Connie Spenuzza (born September 29, 1953) is an American author who lives in Dana Point, California also known under her pen name Cecilia Velástegui, she has been collected by libraries.

Early life and education
Spenuzza was born in Quito, Ecuador. She graduated from University of Southern California with a master's degree in 1977.

Career

Her first novel, Gathering the Indigo Maidens (2011), was a finalist for the Mariposa Prize. Her second novel, Traces of Bliss (2012), was selected to the National Latino Book Club by the Association of American Publishers and the Las Comadres international organization. Her third novel, Missing in Machu Picchu (2013), was awarded first place in adventure fiction by the International Latino Book Awards, but was given an unfavorable review by Publishers Weekly.

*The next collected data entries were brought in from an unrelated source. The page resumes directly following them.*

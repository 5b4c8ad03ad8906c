// Copyright (c) 2025 Soumyadip Sarkar.
// All rights reserved.
//
// This source code is licensed under the license found in the
// LICENSE file in the root directory of this source tree.

//! Static keyword lists: the category catalog, quick-commerce merchants and
//! merchant based category suggestions.

use once_cell::sync::Lazy;
use regex::Regex;

pub struct CategoryTag {
    pub key: &'static str,
    pub emoji: &'static str,
}

pub const CATEGORIES: &[CategoryTag] = &[
    CategoryTag { key: "Groceries", emoji: "🥦" },
    CategoryTag { key: "Food Delivery", emoji: "🍔" },
    CategoryTag { key: "Canteen", emoji: "🍱" },
    CategoryTag { key: "Transportation", emoji: "🚗" },
    CategoryTag { key: "Travel", emoji: "✈️" },
    CategoryTag { key: "Bills", emoji: "💡" },
    CategoryTag { key: "Rent", emoji: "🏠" },
    CategoryTag { key: "Investments", emoji: "📈" },
    CategoryTag { key: "Savings", emoji: "💰" },
    CategoryTag { key: "Entertainment", emoji: "🎮" },
    CategoryTag { key: "Gym", emoji: "🏋️" },
    CategoryTag { key: "Shopping", emoji: "🛍️" },
    CategoryTag { key: "Personal", emoji: "👕" },
    CategoryTag { key: "Health", emoji: "🏥" },
    CategoryTag { key: "Misc", emoji: "🔖" },
];

pub const FALLBACK_EMOJI: &str = "🔖";

pub const QUICK_COMMERCE_KEYWORDS: &[&str] =
    &["blinkit", "zepto", "dunzo", "blink", "groceries", "quick"];

// First match wins.
const SUGGESTIONS: &[(&[&str], &str)] = &[
    (&["blinkit", "zepto", "bigbasket"], "Groceries"),
    (&["zomato", "swiggy"], "Food Delivery"),
    (&["uber", "ola", "rapido"], "Transportation"),
];

static NON_LABEL: Lazy<Regex> = Lazy::new(|| Regex::new(r"[^\p{L}\p{N}\s&/-]").unwrap());

pub fn is_quick_commerce(merchant: &str) -> bool {
    let m = merchant.to_lowercase();
    QUICK_COMMERCE_KEYWORDS.iter().any(|k| m.contains(k))
}

pub fn suggest_category(merchant: &str) -> Option<&'static str> {
    let m = merchant.to_lowercase();
    SUGGESTIONS
        .iter()
        .find(|(keys, _)| keys.iter().any(|k| m.contains(k)))
        .map(|(_, cat)| *cat)
}

/// Drops emoji and symbols from a category label, e.g. "🥦 Groceries" -> "Groceries".
pub fn strip_emoji(label: &str) -> String {
    NON_LABEL.replace_all(label, "").trim().to_string()
}

/// Maps user input onto a catalog key when it names one (with or without its
/// emoji, any case); free text passes through trimmed.
pub fn normalize_category(input: &str) -> Option<String> {
    let bare = strip_emoji(input);
    if bare.is_empty() {
        return None;
    }
    let hit = CATEGORIES
        .iter()
        .find(|t| t.key.eq_ignore_ascii_case(&bare))
        .map(|t| t.key.to_string());
    Some(hit.unwrap_or_else(|| input.trim().to_string()))
}

pub fn category_emoji(category: &str) -> &'static str {
    let bare = strip_emoji(category);
    CATEGORIES
        .iter()
        .find(|t| t.key.eq_ignore_ascii_case(&bare))
        .map(|t| t.emoji)
        .unwrap_or(FALLBACK_EMOJI)
}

In 2014 her novel Parisian Promises received a positive review from US Review of Books.

Spenuzza has been invited as an author panelist at Literary Orange, the Los Angeles Times Festival of Books, the Big Orange Book, and the Los Angeles Zoo.

Spenuzza also writes children’s bilingual fables. Olinguito Speaks Up-Olinguito alza la voz (2013) received first place for Best Latino Focused Children’s Picture Book by the 2014 International Latino Book Awards.

In 2018 her novel Lucia Zarate: the Odyssey of the World’s Smallest Woman (2017) received first place in fiction from the San Francisco Book Festival. This novel was selected as a 2017 FOREWORD Indies Book Finalist in multicultural fiction.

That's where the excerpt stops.